THE FAMILY  AMENDMENT

Durable Relationships in Law

The law of personal legal status is based on the principal that a person has one legal status at one time.  In marriage this means  – one person – one marriage – at one time.

When the Constitution was ratified by people in 1937 the people knew with absolute certainty what marriage was – a relationship based on free choice, between two individuals over a certain age, made publicly in front of witnesses and registered in a public register and not one between persons closely related. Constitutional Referendums later made provision for divorce and marriage of same sex couples.


Marriage could not be imposed on you or attributed to you by the State. Your status was the result of your choice.


As a term it appears in one EU Directive dealing with free movement of EU Citizens and as an extension of the benefits of free movement to an extra class of persons.

The Constitutional amendment by adding “durable relationships” ends the constitutional primacy of one status over another. It places both forms of family relationship on equal footing without distinction. It allows for the existence of multiple competing family interests. The concept of “one person – one status – at one time” is gone.


The decision as to whether or not a relationship constitutes a durable relationship is not based on a public declaration and public registration by the parties. It is the state and not the parties that will determine if a relationship is deemed to be durable. It is a fundamental interference with the freedom to determine your own legal status in accordance with law.

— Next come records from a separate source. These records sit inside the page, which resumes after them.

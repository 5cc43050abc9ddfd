//! Stand-in `ssh` and `scp` executables for exercising the secure-copy transport locally.
//!
//! Both stubs append their argument list to a shared invocation log before doing
//! anything else. The `scp` stub treats everything after the first `:` of its
//! source argument as a local path and copies it to the destination. The `ssh`
//! stub prints a progress line, the sentinel, and one trailing line.
//! Failures are armed with marker files; an armed stub prints the marker to
//! stderr and exits non-zero.

use std::fs;
use std::os::unix::fs::PermissionsExt;
use std::path::{Path, PathBuf};

use anyhow::{Context, Result};
use backhaul_core::EOF_SENTINEL;

/// Stub transport commands installed in a directory.
#[derive(Debug, Clone)]
pub struct StubTransport {
    dir: PathBuf,
    log: PathBuf,
}

impl StubTransport {
    /// Install `ssh` and `scp` stubs into `dir`.
    ///
    /// # Errors
    ///
    /// Returns an error if the scripts cannot be written or made executable.
    pub fn install(dir: &Path) -> Result<Self> {
        fs::create_dir_all(dir).with_context(|| format!("failed to create {}", dir.display()))?;
        let log = dir.join("invocations.log");
        let stub = Self {
            dir: dir.to_path_buf(),
            log,
        };

        stub.write_script(
            "ssh",
            &format!(
                "script_marker=\"{dir}/ssh-$(basename \"$2\").stderr\"\n\
                 if [ -f \"$script_marker\" ]; then cat \"$script_marker\" >&2; exit 1; fi\n\
                 echo \"preparing $2\"\n\
                 echo \"{EOF_SENTINEL}\"\n\
                 echo \"after sentinel\"\n",
                dir = stub.dir.display()
            ),
        )?;
        stub.write_script(
            "scp",
            "src=\"${1#*:}\"\n\
             cp \"$src\" \"$2\"\n",
        )?;
        Ok(stub)
    }

    /// Path of the `ssh` stub.
    #[must_use]
    pub fn ssh_path(&self) -> PathBuf {
        self.dir.join("ssh")
    }

    /// Path of the `scp` stub.
    #[must_use]
    pub fn scp_path(&self) -> PathBuf {
        self.dir.join("scp")
    }

    /// Make every later `ssh` call print `message` to stderr.
    ///
    /// # Errors
    ///
    /// Returns an error if the marker file cannot be written.
    pub fn fail_ssh(&self, message: &str) -> Result<()> {
        fs::write(self.dir.join("ssh.stderr"), message).context("failed to arm ssh failure")
    }

    /// Make later `ssh` calls running the remote script `script` print `message` to stderr.
    ///
    /// # Errors
    ///
    /// Returns an error if the marker file cannot be written.
    pub fn fail_remote_script(&self, script: &str, message: &str) -> Result<()> {
        let name = Path::new(script)
            .file_name()
            .map_or_else(|| script.to_string(), |name| name.to_string_lossy().into_owned());
        fs::write(self.dir.join(format!("ssh-{name}.stderr")), message)
            .context("failed to arm remote script failure")
    }

    /// Make every later `scp` call print `message` to stderr.
    ///
    /// # Errors
    ///
    /// Returns an error if the marker file cannot be written.
    pub fn fail_scp(&self, message: &str) -> Result<()> {
        fs::write(self.dir.join("scp.stderr"), message).context("failed to arm scp failure")
    }

    /// Logged invocations in call order, one line per call.
    ///
    /// # Errors
    ///
    /// Returns an error if the log exists but cannot be read.
    pub fn invocations(&self) -> Result<Vec<String>> {
        if !self.log.exists() {
            return Ok(Vec::new());
        }
        let text = fs::read_to_string(&self.log)
            .with_context(|| format!("failed to read {}", self.log.display()))?;
        Ok(text.lines().map(str::to_string).collect())
    }

    fn write_script(&self, name: &str, body: &str) -> Result<()> {
        let path = self.dir.join(name);
        let stderr_marker = self.dir.join(format!("{name}.stderr"));
        let script = format!(
            "#!/bin/sh\n\
             echo \"{name} $*\" >> \"{log}\"\n\
             if [ -f \"{marker}\" ]; then cat \"{marker}\" >&2; exit 1; fi\n\
             {body}",
            log = self.log.display(),
            marker = stderr_marker.display()
        );
        fs::write(&path, script).with_context(|| format!("failed to write {}", path.display()))?;
        fs::set_permissions(&path, fs::Permissions::from_mode(0o755))
            .with_context(|| format!("failed to mark {} executable", path.display()))?;
        Ok(())
    }
}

Future Impact on Succession Law

Our succession law is based on providing significant rights to married persons on the premise that a person has one dominant legal family status.


These rights cannot hold if the State is to afford equal recognition to competing current family relationships and not make the legal recognition of durable relationships conditional on the legal dissolution by divorce of the existing marriage where succession rights are addressed or indeed ensure that marriage legally terminates all pre-existing durable relationships.

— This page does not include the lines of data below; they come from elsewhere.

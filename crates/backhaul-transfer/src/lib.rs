#![forbid(unsafe_code)]
#![deny(
    unused_must_use,
    rustdoc::broken_intra_doc_links,
    rustdoc::bare_urls
)]
#![warn(
    unreachable_pub,
    missing_docs,
    clippy::all,
    clippy::pedantic,
    clippy::nursery
)]
#![allow(clippy::module_name_repetitions)]

//! Remote file retrieval over external transport commands.
//!
//! Layout: `command.rs` (process execution and the stderr failure policy),
//! `retriever.rs` (`FileRetriever` trait and transport dispatch), `scp.rs`
//! (secure-copy retriever with guaranteed remote cleanup).

pub mod command;
pub mod error;
pub mod retriever;
pub mod scp;

pub use command::{CommandLine, CommandRunner, ExecutionResult, SystemCommandRunner};
pub use error::{ExecResult, ExecutionError, RetrievalError, RetrievalResult};
pub use retriever::{FileRetriever, build_retriever};
pub use scp::SecureCopyRetriever;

On a purely mathematical basis the minimum succession rights guaranteed to a spouse in one marriage cannot be guaranteed in equal measure across two or more family relationships.


Currently our Succession Law provides by way of example;


Marriage is a reset button – it invalidates all previous wills (save for prenups).

Married Partners enjoy defined entitlements which by way of example include –

  

Intestacy          Spouse / No Issue                 Spouse entitled to whole estate.

                 Spouse & Issue                      Spouse entitle to two-thirds.

Will                 Spouse / No Issue                 Spouse entitled to one-half

                        Spouse & Issue                       Spouse entitled to one-third


Spouses have a first call on the family home and contents to meet their entitlement.

Spouses have rights relating to property disposed of in three years before death, where done to disinherit the spouse.


There will be a fundamental inequality between marriage and durable relationships, marriage will be visible, open, public and registered where as durable relationships can be  non-transparent and concealed.


Single or Unmarried Parents

It should not be grouped as sub-class of “durable relationships”, a wording, which even in its limited use in EU law, refers to adult relationships. The recognition and rights of “parent/child unmarried families” calls for separate recognition.


Blind Reliance

A Constitution should not be amended on the basis of blind faith on what a fundamental term may subsequently be defined to mean.


THE CARE AMENDMENT

What is presented as progress and modernisation is in effect a retrograde proposal.

While Article 41.2.1 does refer to the woman, it refers to the benefit to the common good arising from the “life within the home”.  That wholesome concept that embraces all aspects of family life is to be deleted and replaced with a narrow limited concept which equates parenting to “the provision of care”.  


There were many ways of reframing Article 41.2.1 without deleting  the reference to “life within the home” and removing the one constitutional provision that referred to economic support for the stay at home parent.